A Hapvida é investigada pela ANS (Agência Nacional de Saúde Suplementar) por prescrever medicamentos que integram o kit covid, assim como a Prevent Senior, outra empresa privada de saúde. Esta última é alvo da CPI da Covid no Senado por suspeitas de omitir mortes de pacientes com o objetivo de demonstrar a eficácia de medicamentos que compõem o tratamento precoce. Segundo a reportagem do El País, há pelo menos um caso de adulteração de certidão de óbito pela Hapvida, na qual a covid não foi citada como causa do óbito de um paciente internado em Salvador com a doença. A operadora afirma que se tratou de um lapso, e que as autoridades baianas foram corretamente informadas do óbito para fins estatísticos.

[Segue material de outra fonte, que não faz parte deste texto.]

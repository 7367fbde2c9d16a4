//! Document store for post records.
//!
//! Operations talk to the store through the [`PostStore`] trait so they can
//! run against DynamoDB in production and an in-memory map in tests.
//!
//! ```text
//! ┌─────────────────────────────────────────┐
//! │              PostService                │
//! └────────────────────┬────────────────────┘
//!                      │
//!                      ▼
//! ┌─────────────────────────────────────────┐
//! │           PostStore Trait               │
//! │  put / get / delete / scan_overviews    │
//! └────────────────────┬────────────────────┘
//!                      │
//!                      ▼
//! ┌─────────────────────────────────────────┐
//! │          DynamoPostStore                │
//! │   (one table, partition key "id")       │
//! └─────────────────────────────────────────┘
//! ```

mod dynamodb;

use async_trait::async_trait;

use crate::error::StoreError;
use crate::post::{Post, PostOverview};

pub use dynamodb::{
    create_dynamodb_client, item_to_overview, item_to_post, post_to_item, DynamoPostStore, Item,
    OVERVIEW_ATTRIBUTES,
};

/// Key-addressed storage for posts, keyed by `id`.
#[async_trait]
pub trait PostStore: Send + Sync {
    /// Write a new post.
    ///
    /// Fails with [`StoreError::Conflict`] if a post with the same id exists.
    async fn put(&self, post: &Post) -> Result<(), StoreError>;

    /// Point lookup. `Ok(None)` when nothing is stored under `id`.
    async fn get(&self, id: &str) -> Result<Option<Post>, StoreError>;

    /// Remove the post stored under `id`. Removing a missing id succeeds.
    async fn delete(&self, id: &str) -> Result<(), StoreError>;

    /// Every stored post, projected to the overview fields.
    async fn scan_overviews(&self) -> Result<Vec<PostOverview>, StoreError>;
}
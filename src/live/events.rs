//! Live event types and the per-kind subscriber table.

use std::collections::HashMap;
use std::pin::Pin;
use std::sync::atomic::{AtomicU64, Ordering};
use std::sync::{Arc, Mutex, MutexGuard, PoisonError, Weak};
use std::task::{Context, Poll};

use futures::Stream;
use strum::{Display, EnumIter, EnumString, IntoEnumIterator, IntoStaticStr};
use tokio::sync::mpsc;
use tokio_stream::wrappers::UnboundedReceiverStream;

use crate::types::{
    LiveServerToolCall, LiveServerToolCallCancellation, ModelTurnContent, StreamingLog,
};

/// Events published by a [`LiveClient`](super::LiveClient).
#[derive(Debug, Clone, PartialEq)]
pub enum LiveEvent {
    Open,
    Close(CloseEvent),
    Error(ErrorEvent),
    SetupComplete,
    ToolCall(LiveServerToolCall),
    ToolCallCancellation(LiveServerToolCallCancellation),
    Interrupted,
    TurnComplete,
    Content(ModelTurnContent),
    /// Raw bytes of one inline audio part.
    Audio(Vec<u8>),
    Log(StreamingLog),
}

impl LiveEvent {
    pub fn kind(&self) -> EventKind {
        match self {
            Self::Open => EventKind::Open,
            Self::Close(_) => EventKind::Close,
            Self::Error(_) => EventKind::Error,
            Self::SetupComplete => EventKind::SetupComplete,
            Self::ToolCall(_) => EventKind::ToolCall,
            Self::ToolCallCancellation(_) => EventKind::ToolCallCancellation,
            Self::Interrupted => EventKind::Interrupted,
            Self::TurnComplete => EventKind::TurnComplete,
            Self::Content(_) => EventKind::Content,
            Self::Audio(_) => EventKind::Audio,
            Self::Log(_) => EventKind::Log,
        }
    }
}

/// Discriminant of [`LiveEvent`], rendered as `setupcomplete`, `toolcall`, ...
#[derive(
    Debug, Clone, Copy, PartialEq, Eq, Hash, Display, EnumString, EnumIter, IntoStaticStr,
)]
#[strum(serialize_all = "lowercase")]
pub enum EventKind {
    Open,
    Close,
    Error,
    SetupComplete,
    ToolCall,
    ToolCallCancellation,
    Interrupted,
    TurnComplete,
    Content,
    Audio,
    Log,
}

/// Why a connection ended.
#[derive(Debug, Clone, Default, PartialEq, Eq)]
pub struct CloseEvent {
    /// Websocket close code, when the peer sent one.
    pub code: Option<u16>,
    pub reason: String,
}

impl CloseEvent {
    pub fn new(code: Option<u16>, reason: impl Into<String>) -> Self {
        Self {
            code,
            reason: reason.into(),
        }
    }
}

/// Where an [`ErrorEvent`] originated.
#[derive(Debug, Clone, Copy, PartialEq, Eq, Display)]
#[strum(serialize_all = "snake_case")]
pub enum ErrorOrigin {
    /// The connection attempt itself failed.
    Connect,
    /// An established connection reported a failure.
    Transport,
}

#[derive(Debug, Clone, PartialEq, Eq)]
pub struct ErrorEvent {
    pub origin: ErrorOrigin,
    pub message: String,
}

impl ErrorEvent {
    pub fn new(origin: ErrorOrigin, message: impl Into<String>) -> Self {
        Self {
            origin,
            message: message.into(),
        }
    }
}

/// Handle returned by [`EventBus::on`], used to unsubscribe.
#[derive(Debug, Clone, Copy, PartialEq, Eq, Hash)]
pub struct SubscriptionId(u64);

pub type Listener = Arc<dyn Fn(&LiveEvent) + Send + Sync>;

type ListenerTable = HashMap<EventKind, Vec<(SubscriptionId, Listener)>>;

#[derive(Default)]
struct BusInner {
    next_id: AtomicU64,
    listeners: Mutex<ListenerTable>,
}

impl BusInner {
    fn table(&self) -> MutexGuard<'_, ListenerTable> {
        self.listeners.lock().unwrap_or_else(PoisonError::into_inner)
    }

    fn remove(&self, id: SubscriptionId) -> bool {
        let mut table = self.table();
        let mut removed = false;
        for entries in table.values_mut() {
            let before = entries.len();
            entries.retain(|(entry_id, _)| *entry_id != id);
            removed |= entries.len() != before;
        }
        removed
    }
}

/// Dispatch table mapping each event kind to its current subscribers.
///
/// Emission is synchronous. Listeners are copied out of the table before
/// they run, so a listener may subscribe, unsubscribe or drive the client
/// without deadlocking.
#[derive(Clone, Default)]
pub struct EventBus {
    inner: Arc<BusInner>,
}

impl std::fmt::Debug for EventBus {
    fn fmt(&self, f: &mut std::fmt::Formatter<'_>) -> std::fmt::Result {
        let counts: HashMap<EventKind, usize> = self
            .inner
            .table()
            .iter()
            .map(|(kind, entries)| (*kind, entries.len()))
            .collect();
        f.debug_struct("EventBus").field("listeners", &counts).finish()
    }
}

impl EventBus {
    /// An empty subscriber table.
    pub fn new() -> Self {
        Self::default()
    }

    /// Register `listener` for events of `kind`.
    pub fn on<F>(&self, kind: EventKind, listener: F) -> SubscriptionId
    where
        F: Fn(&LiveEvent) + Send + Sync + 'static,
    {
        let id = SubscriptionId(self.inner.next_id.fetch_add(1, Ordering::Relaxed));
        self.inner
            .table()
            .entry(kind)
            .or_default()
            .push((id, Arc::new(listener)));
        id
    }

    /// Remove a subscription. Returns `false` if it was already gone.
    pub fn off(&self, id: SubscriptionId) -> bool {
        self.inner.remove(id)
    }

    /// Number of live subscriptions for `kind`.
    pub fn listener_count(&self, kind: EventKind) -> usize {
        self.inner.table().get(&kind).map_or(0, Vec::len)
    }

    /// Deliver `event` to every subscriber of its kind, in subscription order.
    pub fn emit(&self, event: LiveEvent) {
        let listeners: Vec<Listener> = self
            .inner
            .table()
            .get(&event.kind())
            .map(|entries| entries.iter().map(|(_, l)| Arc::clone(l)).collect())
            .unwrap_or_default();
        for listener in listeners {
            listener(&event);
        }
    }

    /// Receive every event as an async stream.
    ///
    /// Subscriptions are removed when the stream is dropped.
    pub fn subscribe(&self) -> EventStream {
        let (tx, rx) = mpsc::unbounded_channel();
        let ids = EventKind::iter()
            .map(|kind| {
                let tx = tx.clone();
                self.on(kind, move |event| {
                    let _ = tx.send(event.clone());
                })
            })
            .collect();
        EventStream {
            inner: UnboundedReceiverStream::new(rx),
            bus: Arc::downgrade(&self.inner),
            ids,
        }
    }

    /// Subscribe to `open`.
    pub fn on_open<F: Fn() + Send + Sync + 'static>(&self, f: F) -> SubscriptionId {
        self.on(EventKind::Open, move |_| f())
    }

    /// Subscribe to `close`.
    pub fn on_close<F: Fn(&CloseEvent) + Send + Sync + 'static>(&self, f: F) -> SubscriptionId {
        self.on(EventKind::Close, move |event| {
            if let LiveEvent::Close(close) = event {
                f(close)
            }
        })
    }

    /// Subscribe to `error`.
    pub fn on_error<F: Fn(&ErrorEvent) + Send + Sync + 'static>(&self, f: F) -> SubscriptionId {
        self.on(EventKind::Error, move |event| {
            if let LiveEvent::Error(error) = event {
                f(error)
            }
        })
    }

    pub fn on_setup_complete<F: Fn() + Send + Sync + 'static>(&self, f: F) -> SubscriptionId {
        self.on(EventKind::SetupComplete, move |_| f())
    }

    pub fn on_tool_call<F>(&self, f: F) -> SubscriptionId
    where
        F: Fn(&LiveServerToolCall) + Send + Sync + 'static,
    {
        self.on(EventKind::ToolCall, move |event| {
            if let LiveEvent::ToolCall(call) = event {
                f(call)
            }
        })
    }

    pub fn on_tool_call_cancellation<F>(&self, f: F) -> SubscriptionId
    where
        F: Fn(&LiveServerToolCallCancellation) + Send + Sync + 'static,
    {
        self.on(EventKind::ToolCallCancellation, move |event| {
            if let LiveEvent::ToolCallCancellation(cancellation) = event {
                f(cancellation)
            }
        })
    }

    pub fn on_interrupted<F: Fn() + Send + Sync + 'static>(&self, f: F) -> SubscriptionId {
        self.on(EventKind::Interrupted, move |_| f())
    }

    pub fn on_turn_complete<F: Fn() + Send + Sync + 'static>(&self, f: F) -> SubscriptionId {
        self.on(EventKind::TurnComplete, move |_| f())
    }

    pub fn on_content<F>(&self, f: F) -> SubscriptionId
    where
        F: Fn(&ModelTurnContent) + Send + Sync + 'static,
    {
        self.on(EventKind::Content, move |event| {
            if let LiveEvent::Content(content) = event {
                f(content)
            }
        })
    }

    pub fn on_audio<F: Fn(&[u8]) + Send + Sync + 'static>(&self, f: F) -> SubscriptionId {
        self.on(EventKind::Audio, move |event| {
            if let LiveEvent::Audio(bytes) = event {
                f(bytes)
            }
        })
    }

    /// Subscribe to `log` entries.
    pub fn on_log<F: Fn(&StreamingLog) + Send + Sync + 'static>(&self, f: F) -> SubscriptionId {
        self.on(EventKind::Log, move |event| {
            if let LiveEvent::Log(log) = event {
                f(log)
            }
        })
    }
}

/// Stream of every event published on an [`EventBus`].
pub struct EventStream {
    inner: UnboundedReceiverStream<LiveEvent>,
    bus: Weak<BusInner>,
    ids: Vec<SubscriptionId>,
}

impl Stream for EventStream {
    type Item = LiveEvent;

    fn poll_next(mut self: Pin<&mut Self>, cx: &mut Context<'_>) -> Poll<Option<Self::Item>> {
        Pin::new(&mut self.inner).poll_next(cx)
    }
}

impl Drop for EventStream {
    fn drop(&mut self) {
        if let Some(bus) = self.bus.upgrade() {
            for id in self.ids.drain(..) {
                bus.remove(id);
            }
        }
    }
}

Tanto a Hapvida como a Prevent Senior argumentam que a orientação por prescrever o tratamento precoce se baseia em um parecer de abril de 2020 do Conselho Federal de Medicina, que não foi atualizado desde então apesar de entidades nacionais e internacionais de saúde terem abandonado estudos com a cloroquina por ela ser considerada ineficaz. Na sexta-feira (1º), a Defensoria Pública da União entrou com uma ação civil contra o órgão solicitando indenizações coletivas e individuais, no valor de R$ 60 milhões, a familiares que perderam parentes tratados com o medicamento.

Em nota, a Hapvida afirmou que, no passado, havia um entendimento de que a hidroxicloroquina poderia trazer benefícios aos pacientes - o que justificou uma adesão relevante ao medicamento, que, segundo a empresa, nunca correspondeu à maioria das prescrições de seus médicos. A empresa destacou que a adoção da hidroxicloroquina foi sendo reduzida e que hoje a instituição não sugere o uso do medicamento por não haver comprovação científica de sua efetividade. Ainda assim, a instituição afirma seguir respeitando a autonomia e a soberania médica para determinar as melhores práticas para cada caso, de acordo com cada paciente.


Em Porto Ferreira – O Grupo São Francisco, de Ribeirão Preto, foi comprado pela operadora de saúde Hapvida, de Fortaleza (CE), por R$ 5 bilhões, em maio de 2019. A transação foi confirmada pelas duas empresas.

O Grupo São Francisco se instalou com uma unidade em Porto Ferreira após adquirir, em 2016, a empresa ferreirense MedPorto, que também atuava no ramo de convênios médicos. A sede da empresa fica na rua Bento José de Carvalho, 315, no Centro.

Na ocasião a Hapvida, com a aquisição de cerca de 1,8 milhão de clientes do Grupo São Francisco, dizia que formaria a maior operadora do país, servindo mais de 5,8 milhões de beneficiários, em todas as regiões.

No mercado há mais de 70 anos, o Grupo São Francisco começou com a inauguração do Hospital São Francisco, em setembro de 1945, em Ribeirão Preto (SP). A história do Hapvida Saúde começou em 1979, quando o médico oncologista Cândido Pinheiro de Lima inaugurou o Hospital Antonio Prudente. Hoje, a família do fundador é uma das mais ricas do país.